**AVAILABLE RECORDS:**
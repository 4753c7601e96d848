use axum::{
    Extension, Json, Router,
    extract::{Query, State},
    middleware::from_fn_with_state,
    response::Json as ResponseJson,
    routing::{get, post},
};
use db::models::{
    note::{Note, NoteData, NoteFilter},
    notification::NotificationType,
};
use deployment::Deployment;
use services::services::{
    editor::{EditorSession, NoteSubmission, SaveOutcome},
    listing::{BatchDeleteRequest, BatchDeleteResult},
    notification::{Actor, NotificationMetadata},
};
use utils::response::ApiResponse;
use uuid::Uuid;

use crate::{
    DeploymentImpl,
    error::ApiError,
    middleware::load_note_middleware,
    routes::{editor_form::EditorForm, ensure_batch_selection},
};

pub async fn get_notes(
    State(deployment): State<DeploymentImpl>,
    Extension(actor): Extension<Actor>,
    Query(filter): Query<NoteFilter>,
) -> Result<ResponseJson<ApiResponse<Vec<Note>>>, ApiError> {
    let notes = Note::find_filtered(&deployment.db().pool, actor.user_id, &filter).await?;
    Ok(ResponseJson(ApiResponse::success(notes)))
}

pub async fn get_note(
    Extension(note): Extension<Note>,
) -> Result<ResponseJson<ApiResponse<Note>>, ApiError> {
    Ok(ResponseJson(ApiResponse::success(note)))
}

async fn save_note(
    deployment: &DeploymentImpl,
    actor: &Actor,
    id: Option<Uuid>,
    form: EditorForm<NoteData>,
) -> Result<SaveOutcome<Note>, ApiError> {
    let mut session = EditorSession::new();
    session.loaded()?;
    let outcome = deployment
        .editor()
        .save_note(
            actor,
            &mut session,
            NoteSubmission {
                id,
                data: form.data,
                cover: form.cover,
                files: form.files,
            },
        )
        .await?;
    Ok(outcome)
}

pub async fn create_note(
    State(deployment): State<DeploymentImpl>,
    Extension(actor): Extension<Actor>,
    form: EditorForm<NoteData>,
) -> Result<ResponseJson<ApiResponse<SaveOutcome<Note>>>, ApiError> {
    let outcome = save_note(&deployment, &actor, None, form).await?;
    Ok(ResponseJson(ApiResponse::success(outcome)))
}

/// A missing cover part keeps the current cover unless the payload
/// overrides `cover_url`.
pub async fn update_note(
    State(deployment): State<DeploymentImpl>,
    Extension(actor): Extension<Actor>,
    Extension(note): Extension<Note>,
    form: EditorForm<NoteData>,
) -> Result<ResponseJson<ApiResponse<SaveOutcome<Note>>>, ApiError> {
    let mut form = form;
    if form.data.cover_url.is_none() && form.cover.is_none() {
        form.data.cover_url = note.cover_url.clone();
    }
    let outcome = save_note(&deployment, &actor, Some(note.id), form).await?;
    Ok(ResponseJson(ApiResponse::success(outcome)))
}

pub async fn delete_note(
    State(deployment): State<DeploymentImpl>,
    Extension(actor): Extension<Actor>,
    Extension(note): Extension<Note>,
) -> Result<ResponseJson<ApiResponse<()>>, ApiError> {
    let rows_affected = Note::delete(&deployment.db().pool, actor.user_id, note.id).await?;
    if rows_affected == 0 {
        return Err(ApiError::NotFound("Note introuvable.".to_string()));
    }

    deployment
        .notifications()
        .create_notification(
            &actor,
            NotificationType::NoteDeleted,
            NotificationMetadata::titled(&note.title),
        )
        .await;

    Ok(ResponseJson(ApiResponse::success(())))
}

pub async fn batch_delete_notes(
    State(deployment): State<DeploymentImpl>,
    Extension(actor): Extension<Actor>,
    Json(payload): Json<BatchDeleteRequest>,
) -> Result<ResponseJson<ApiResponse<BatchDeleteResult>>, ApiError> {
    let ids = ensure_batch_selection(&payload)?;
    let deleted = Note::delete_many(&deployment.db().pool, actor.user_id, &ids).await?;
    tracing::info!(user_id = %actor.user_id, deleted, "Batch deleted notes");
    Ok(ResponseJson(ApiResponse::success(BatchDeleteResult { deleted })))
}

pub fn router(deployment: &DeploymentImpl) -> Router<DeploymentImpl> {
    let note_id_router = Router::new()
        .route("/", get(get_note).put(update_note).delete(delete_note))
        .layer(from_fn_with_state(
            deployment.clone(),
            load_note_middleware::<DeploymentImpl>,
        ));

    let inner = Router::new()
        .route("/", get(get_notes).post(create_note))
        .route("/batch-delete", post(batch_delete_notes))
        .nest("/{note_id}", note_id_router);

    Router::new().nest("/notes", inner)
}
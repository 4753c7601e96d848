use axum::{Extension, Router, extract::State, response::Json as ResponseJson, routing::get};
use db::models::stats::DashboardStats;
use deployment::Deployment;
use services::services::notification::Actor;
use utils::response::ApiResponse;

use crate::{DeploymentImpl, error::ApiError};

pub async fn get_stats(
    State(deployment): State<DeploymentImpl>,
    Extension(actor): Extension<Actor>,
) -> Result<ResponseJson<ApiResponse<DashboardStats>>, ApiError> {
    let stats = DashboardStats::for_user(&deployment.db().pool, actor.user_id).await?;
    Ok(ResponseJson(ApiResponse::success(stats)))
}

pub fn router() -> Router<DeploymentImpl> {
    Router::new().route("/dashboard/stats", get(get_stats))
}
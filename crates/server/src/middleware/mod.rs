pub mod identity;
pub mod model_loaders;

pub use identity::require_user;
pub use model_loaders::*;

**REQUIRED ACTION:** The required output is a copy of each line in the records where the string "routing" occurs.

**ANSWER AREA:**
    routing::{get, post},
use axum::{Extension, Router, extract::State, response::Json as ResponseJson, routing::get};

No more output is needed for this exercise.